**Supplied material**
>>
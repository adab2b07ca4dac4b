use std::{net::SocketAddr, time::Duration};

use log::warn;

use dawn_shared::{messages::pack_messages, Serde};

use crate::{config::NetConfig, error::TransportError, transport::PacketSender};

/// Timing, error accounting and the outgoing queue for one peer
pub(crate) struct Connection<M: Serde> {
    address: SocketAddr,
    last_received: Duration,
    last_sent: Option<Duration>,
    protocol_errors: u32,
    outbox: Vec<M>,
}

impl<M: Serde> Connection<M> {
    pub fn new(address: SocketAddr, now: Duration) -> Self {
        Self {
            address,
            last_received: now,
            last_sent: None,
            protocol_errors: 0,
            outbox: Vec::new(),
        }
    }

    pub fn address(&self) -> SocketAddr {
        self.address
    }

    pub fn mark_received(&mut self, now: Duration) {
        self.last_received = now;
    }

    pub fn timed_out(&self, now: Duration, timeout: Duration) -> bool {
        now.saturating_sub(self.last_received) >= timeout
    }

    pub fn heartbeat_due(&self, now: Duration, interval: Duration) -> bool {
        self.outbox.is_empty()
            && self
                .last_sent
                .map_or(true, |sent| now.saturating_sub(sent) >= interval)
    }

    /// Counts a protocol error and returns true once the peer has reached
    /// the limit
    pub fn record_protocol_error(&mut self, max: u32) -> bool {
        self.protocol_errors = self.protocol_errors.saturating_add(1);
        self.protocol_errors >= max
    }

    pub fn queue(&mut self, message: M) {
        self.outbox.push(message);
    }

    /// Packs and sends everything queued
    pub fn flush(
        &mut self,
        sender: &dyn PacketSender,
        config: &NetConfig,
        now: Duration,
    ) -> Result<(), TransportError> {
        if self.outbox.is_empty() {
            return Ok(());
        }
        let messages = std::mem::take(&mut self.outbox);
        let packets = pack_messages(config.protocol_id, config.max_packet_bytes, messages);
        for packet in packets {
            if let Err(error) = sender.send(&self.address, &packet) {
                warn!("failed to send packet to {}: {}", self.address, error);
                return Err(error);
            }
        }
        self.last_sent = Some(now);
        Ok(())
    }
}
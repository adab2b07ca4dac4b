use std::time::Duration;

use dawn_engine::{
    events::{ConnectFailure, ConnectionFailedEvent},
    net::NetState,
    session::{GameSession, GameSessionInfo},
    EngineConfig,
};
use dawn_shared::{messages::RejectReason, NetMode};
use dawn_test::{local_context, HookCall, RecordingHooks, TestNetwork, SERVER_PORT, SHIP};

fn init_logging() {
    env_logger::builder()
        .filter_level(log::LevelFilter::Debug)
        .is_test(true)
        .try_init()
        .ok();
}

#[test]
fn listen_and_connect() {
    init_logging();
    let mut network = TestNetwork::new(4, RecordingHooks::default());
    network.add_client();
    assert!(network.connect_all());

    assert_eq!(network.server_net().net_mode(), NetMode::Server);
    assert_eq!(network.server_net().state(), NetState::Listening);
    assert_eq!(network.client_net(0).net_mode(), NetMode::Client);
    assert_eq!(network.client_net(0).state(), NetState::Connected);

    let client = network.client_net(0).local_client().unwrap();
    assert_eq!(network.server_net().connected_clients(), vec![client]);
    assert!(network.step_until(10, |network| {
        network.server_hooks().count(HookCall::ClientConnected(client)) == 1
    }));
    assert_eq!(network.server_hooks().count(HookCall::ServerStart), 1);
    assert!(network.server_mode().running_as_server());
    assert_eq!(
        network.client_hooks(0).calls,
        vec![HookCall::JoinServer(client)]
    );
    assert!(!network.client_mode(0).running_as_server());
}

#[test]
fn server_full_rejects_connection() {
    init_logging();
    let mut network = TestNetwork::new(1, RecordingHooks::default());
    network.add_client();
    assert!(network.connect_all());
    network.add_client();

    assert!(network.step_until(60, |network| {
        network.client_net(1).state() == NetState::Disconnected
    }));
    let failures: Vec<_> = network.clients[1]
        .events()
        .pending::<ConnectionFailedEvent>()
        .cloned()
        .collect();
    assert_eq!(
        failures,
        vec![ConnectionFailedEvent {
            reason: ConnectFailure::Rejected(RejectReason::ServerFull)
        }]
    );
    assert_eq!(network.client_net(1).net_mode(), NetMode::None);
    assert_eq!(network.server_net().client_count(), 1);
    assert!(network.client_hooks(1).calls.is_empty());
}

#[test]
fn connect_times_out_without_server() {
    init_logging();
    let mut config = EngineConfig::default();
    config.net.connect_timeout = Duration::from_millis(200);
    let mut session = GameSession::new(
        local_context(config),
        GameSessionInfo::JoinNetGame {
            host: "127.0.0.1".to_string(),
            port: SERVER_PORT,
        },
    )
    .unwrap();

    for _ in 0..60 {
        session.update(1.0 / 60.0);
        if session.net().unwrap().state() == NetState::Disconnected {
            break;
        }
    }
    assert_eq!(session.net().unwrap().state(), NetState::Disconnected);
    assert!(session
        .events()
        .pending::<ConnectionFailedEvent>()
        .any(|event| event.reason == ConnectFailure::TimedOut));
}

#[test]
fn unexpected_client_disconnect_is_reported_once() {
    init_logging();
    let mut config = EngineConfig::default();
    config.net.heartbeat_interval = Duration::from_millis(100);
    config.net.disconnection_timeout = Duration::from_millis(500);
    let mut network = TestNetwork::with_config(config, 4, RecordingHooks::spawning_ships());
    network.add_client();
    assert!(network.connect_all());
    let client = network.client_net(0).local_client().unwrap();

    assert!(network.step_until(60, |network| {
        network.clients[0]
            .scene()
            .iter()
            .any(|entity| entity.entity_type() == SHIP)
    }));
    let ship = network
        .server
        .scene()
        .iter()
        .find(|entity| entity.entity_type() == SHIP)
        .map(|entity| entity.id())
        .unwrap();

    network.pause_client(0);
    assert!(network.step_until(120, |network| {
        network.server_hooks().count(HookCall::ClientDisconnected(client)) > 0
    }));
    network.step_n(60);

    assert_eq!(
        network.server_hooks().count(HookCall::ClientDisconnected(client)),
        1
    );
    assert_eq!(network.server_net().client_count(), 0);
    let net_data = network
        .server
        .scene()
        .component::<dawn_engine::net::CNetData>(ship)
        .unwrap();
    assert_eq!(net_data.owner(), None);
}

#[test]
fn graceful_client_disconnect() {
    init_logging();
    let mut network = TestNetwork::new(4, RecordingHooks::default());
    network.add_client();
    assert!(network.connect_all());
    let client = network.client_net(0).local_client().unwrap();

    network.clients[0].net_mut().unwrap().disconnect();
    assert_eq!(network.client_net(0).net_mode(), NetMode::None);
    assert!(network.step_until(10, |network| {
        network.server_hooks().count(HookCall::ClientDisconnected(client)) == 1
    }));
    assert_eq!(network.server_net().client_count(), 0);
}

#[test]
fn closing_the_server_ends_it_once() {
    init_logging();
    let mut network = TestNetwork::new(4, RecordingHooks::default());
    network.add_client();
    assert!(network.connect_all());
    assert!(network.server_mode().running_as_server());

    network.server.net_mut().unwrap().close();
    assert_eq!(network.server_net().net_mode(), NetMode::None);
    network.step_n(5);

    assert_eq!(network.server_hooks().count(HookCall::ServerEnd), 1);
    assert_eq!(network.server_hooks().count(HookCall::ServerStart), 1);
    assert!(!network.server_mode().running_as_server());

    assert!(network.step_until(10, |network| {
        network.client_net(0).state() == NetState::Disconnected
    }));
}
use thiserror::Error;

/// Errors that can occur while reading values out of a bit stream
#[derive(Debug, Clone, PartialEq, Eq, Error)]
pub enum SerdeErr {
    /// The stream ended before the value was fully read
    #[error("Unexpected end of stream after {bits_read} bits")]
    UnexpectedEnd { bits_read: u32 },

    /// A string payload was not valid UTF-8
    #[error("String payload is not valid UTF-8")]
    InvalidUtf8,

    /// A decoded value is outside the range the type allows
    #[error("Invalid {type_name} value read from stream")]
    InvalidValue { type_name: &'static str },

    /// A length prefix exceeds the remaining stream
    #[error("Length prefix {length} exceeds the remaining {remaining_bits} bits")]
    LengthOverflow { length: u64, remaining_bits: u32 },
}
use dawn_shared::{NetMode, SceneManager};

use crate::{
    context::Context,
    events::{AsAny, Event, EventSystem},
    net::NetInstance,
};

/// What a game mode can reach while the session runs it
pub struct SessionContext<'a> {
    pub ctx: &'a Context,
    pub scene: &'a mut SceneManager,
    pub events: &'a mut EventSystem,
    pub net: Option<&'a mut NetInstance>,
}

impl SessionContext<'_> {
    pub fn net(&mut self) -> Option<&mut NetInstance> {
        self.net.as_deref_mut()
    }

    /// Mode of the session's net instance, `NetMode::None` for local sessions and
    /// once the instance has shut down
    pub fn net_mode(&self) -> NetMode {
        self.net.as_ref().map_or(NetMode::None, |net| net.net_mode())
    }
}

/// Rules of the game running in a session. Every hook defaults to doing
/// nothing.
pub trait GameMode: AsAny {
    /// Called when the session makes this the current mode
    fn on_start(&mut self, _session: &mut SessionContext<'_>) {}

    /// Called when the mode is replaced or the session shuts down
    fn on_end(&mut self, _session: &mut SessionContext<'_>) {}

    /// Called once per step after the network and the scene were updated
    fn update(&mut self, _session: &mut SessionContext<'_>, _dt: f32) {}

    /// Called for every event dispatched this step
    fn on_event(&mut self, _session: &mut SessionContext<'_>, _event: &dyn Event) {}
}
use dawn_serde::{BitReader, BitWrite, Serde, SerdeErr, UnsignedInteger};

use crate::ClientId;

/// Authority role a participant holds over a replicated entity. Ordered so
/// that `role >= NetRole::Authority` reads as "may author changes".
#[derive(Debug, Clone, Copy, PartialEq, Eq, Hash, PartialOrd, Ord)]
pub enum NetRole {
    None,
    SimulatedProxy,
    AuthoritativeProxy,
    Authority,
}

impl NetRole {
    /// Entities without net data are local-only and count as authoritative
    pub fn has_authority(role: Option<NetRole>) -> bool {
        match role {
            Some(role) => role >= NetRole::Authority,
            None => true,
        }
    }

    pub fn is_proxy(self) -> bool {
        matches!(self, NetRole::SimulatedProxy | NetRole::AuthoritativeProxy)
    }

    fn to_index(self) -> u8 {
        match self {
            NetRole::None => 0,
            NetRole::SimulatedProxy => 1,
            NetRole::AuthoritativeProxy => 2,
            NetRole::Authority => 3,
        }
    }
}

impl Serde for NetRole {
    fn ser(&self, writer: &mut dyn BitWrite) {
        UnsignedInteger::<2>::new(self.to_index()).ser(writer);
    }

    fn de(reader: &mut BitReader) -> Result<Self, SerdeErr> {
        match UnsignedInteger::<2>::de(reader)?.get() {
            0 => Ok(NetRole::None),
            1 => Ok(NetRole::SimulatedProxy),
            2 => Ok(NetRole::AuthoritativeProxy),
            3 => Ok(NetRole::Authority),
            _ => Err(SerdeErr::InvalidValue {
                type_name: "NetRole",
            }),
        }
    }

    fn bit_length(&self) -> u32 {
        2
    }
}

/// Which side of a session this participant is running
#[derive(Debug, Clone, Copy, PartialEq, Eq, Hash)]
pub enum NetMode {
    None,
    Client,
    Server,
}

/// Where an entity came from, from the point of view of the participant
/// holding it
#[derive(Debug, Clone, Copy, PartialEq, Eq, Hash)]
pub enum EntityOrigin {
    /// Spawned by this participant
    Local,
    /// Received over the wire
    Replicated,
}

/// Computes the role a participant holds over an entity.
///
/// `owner` is the client that owns the entity, if any, and `local_client` is
/// the id the server assigned to this participant (clients only).
pub fn assign_role(
    net_mode: NetMode,
    origin: EntityOrigin,
    owner: Option<ClientId>,
    local_client: Option<ClientId>,
) -> NetRole {
    match (origin, net_mode) {
        (EntityOrigin::Local, NetMode::Server) => NetRole::Authority,
        (EntityOrigin::Local, NetMode::None | NetMode::Client) => NetRole::None,
        (EntityOrigin::Replicated, NetMode::Client) => {
            if owner.is_some() && owner == local_client {
                NetRole::AuthoritativeProxy
            } else {
                NetRole::SimulatedProxy
            }
        }
        // a server never receives replicated entities
        (EntityOrigin::Replicated, NetMode::Server | NetMode::None) => NetRole::None,
    }
}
<<
**Exercise description**
Repeat, word for word, the lines from the opening of the material through the line containing "for one peer".

**Exercise answer**
repository adab2b07ca4dac4b
use std::{net::SocketAddr, time::Duration};

use log::warn;

use dawn_shared::{messages::pack_messages, Serde};

use crate::{config::NetConfig, error::TransportError, transport::PacketSender};

/// Timing, error accounting and the outgoing queue for one peer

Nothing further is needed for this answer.